From the records that follow, copy every line in which "prefixed" appears.

*** DATA FOR ANALYSIS ***

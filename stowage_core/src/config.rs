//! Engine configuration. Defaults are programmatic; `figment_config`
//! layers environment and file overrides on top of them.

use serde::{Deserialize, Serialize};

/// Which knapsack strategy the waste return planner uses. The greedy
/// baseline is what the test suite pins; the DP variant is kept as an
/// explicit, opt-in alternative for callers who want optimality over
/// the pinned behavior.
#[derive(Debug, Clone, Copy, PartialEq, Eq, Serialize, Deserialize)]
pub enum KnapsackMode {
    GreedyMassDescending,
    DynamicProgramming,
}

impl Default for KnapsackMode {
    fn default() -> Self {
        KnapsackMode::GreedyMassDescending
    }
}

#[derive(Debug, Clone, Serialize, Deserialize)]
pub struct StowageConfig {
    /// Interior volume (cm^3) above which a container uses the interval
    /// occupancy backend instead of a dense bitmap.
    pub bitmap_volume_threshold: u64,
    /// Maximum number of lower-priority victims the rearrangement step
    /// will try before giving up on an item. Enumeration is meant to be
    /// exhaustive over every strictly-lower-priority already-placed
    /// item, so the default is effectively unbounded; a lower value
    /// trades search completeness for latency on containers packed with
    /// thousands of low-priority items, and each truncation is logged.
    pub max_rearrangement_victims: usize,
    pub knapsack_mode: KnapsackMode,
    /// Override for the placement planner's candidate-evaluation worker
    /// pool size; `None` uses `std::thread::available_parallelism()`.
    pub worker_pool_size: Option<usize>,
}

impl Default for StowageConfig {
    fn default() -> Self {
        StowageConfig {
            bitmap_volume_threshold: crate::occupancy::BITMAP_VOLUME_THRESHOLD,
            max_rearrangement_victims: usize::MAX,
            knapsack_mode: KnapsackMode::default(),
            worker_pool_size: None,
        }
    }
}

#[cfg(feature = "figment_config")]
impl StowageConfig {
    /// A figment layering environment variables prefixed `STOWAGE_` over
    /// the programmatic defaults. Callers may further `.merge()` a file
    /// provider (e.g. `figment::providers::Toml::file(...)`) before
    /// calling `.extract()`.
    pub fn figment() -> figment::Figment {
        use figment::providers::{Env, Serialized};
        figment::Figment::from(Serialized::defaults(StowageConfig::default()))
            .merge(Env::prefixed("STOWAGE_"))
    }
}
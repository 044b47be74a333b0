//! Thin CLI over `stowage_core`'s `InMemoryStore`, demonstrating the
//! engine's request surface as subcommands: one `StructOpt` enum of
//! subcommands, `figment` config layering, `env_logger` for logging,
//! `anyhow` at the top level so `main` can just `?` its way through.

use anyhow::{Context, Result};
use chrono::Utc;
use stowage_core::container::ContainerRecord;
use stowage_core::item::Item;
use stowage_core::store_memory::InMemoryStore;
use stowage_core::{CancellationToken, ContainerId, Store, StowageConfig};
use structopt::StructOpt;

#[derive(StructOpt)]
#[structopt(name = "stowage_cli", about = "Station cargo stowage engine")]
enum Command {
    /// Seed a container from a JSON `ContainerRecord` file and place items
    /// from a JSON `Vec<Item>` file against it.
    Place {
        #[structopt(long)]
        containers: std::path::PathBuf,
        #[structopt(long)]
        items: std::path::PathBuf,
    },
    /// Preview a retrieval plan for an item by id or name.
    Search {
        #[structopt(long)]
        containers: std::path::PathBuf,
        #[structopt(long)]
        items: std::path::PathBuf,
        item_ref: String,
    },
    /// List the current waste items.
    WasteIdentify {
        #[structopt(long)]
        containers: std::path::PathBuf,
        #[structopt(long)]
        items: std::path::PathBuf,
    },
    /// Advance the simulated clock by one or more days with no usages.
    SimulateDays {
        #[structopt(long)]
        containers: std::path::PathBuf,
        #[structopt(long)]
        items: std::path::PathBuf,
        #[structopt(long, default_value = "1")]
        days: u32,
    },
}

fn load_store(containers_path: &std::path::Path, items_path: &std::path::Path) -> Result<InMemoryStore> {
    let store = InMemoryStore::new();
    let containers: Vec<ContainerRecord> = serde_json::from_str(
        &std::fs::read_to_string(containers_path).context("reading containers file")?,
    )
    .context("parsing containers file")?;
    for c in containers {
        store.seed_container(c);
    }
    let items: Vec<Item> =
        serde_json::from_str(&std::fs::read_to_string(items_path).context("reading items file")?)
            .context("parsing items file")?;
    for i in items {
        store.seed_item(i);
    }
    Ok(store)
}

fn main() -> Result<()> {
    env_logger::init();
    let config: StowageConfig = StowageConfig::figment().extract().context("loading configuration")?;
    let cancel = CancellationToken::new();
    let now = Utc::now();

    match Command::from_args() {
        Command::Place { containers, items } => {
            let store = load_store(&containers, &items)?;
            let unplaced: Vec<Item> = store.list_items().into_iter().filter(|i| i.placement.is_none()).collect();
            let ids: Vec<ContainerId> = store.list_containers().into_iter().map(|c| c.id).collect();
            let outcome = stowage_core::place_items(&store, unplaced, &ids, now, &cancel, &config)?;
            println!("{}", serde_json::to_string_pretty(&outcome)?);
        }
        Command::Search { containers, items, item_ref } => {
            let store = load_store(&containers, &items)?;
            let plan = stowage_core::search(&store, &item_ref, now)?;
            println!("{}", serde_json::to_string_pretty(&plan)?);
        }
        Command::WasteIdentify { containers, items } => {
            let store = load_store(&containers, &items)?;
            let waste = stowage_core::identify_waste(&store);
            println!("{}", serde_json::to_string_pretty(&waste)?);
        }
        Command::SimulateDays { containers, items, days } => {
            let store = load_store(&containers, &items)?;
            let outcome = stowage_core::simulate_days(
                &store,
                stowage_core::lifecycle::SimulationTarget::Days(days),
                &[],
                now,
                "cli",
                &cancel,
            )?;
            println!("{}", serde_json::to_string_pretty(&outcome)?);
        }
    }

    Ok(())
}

*** End of DATA FOR ANALYSIS ***

● **ANSWER TO THIS PROBLEM**
    /// A figment layering environment variables prefixed `STOWAGE_` over
            .merge(Env::prefixed("STOWAGE_"))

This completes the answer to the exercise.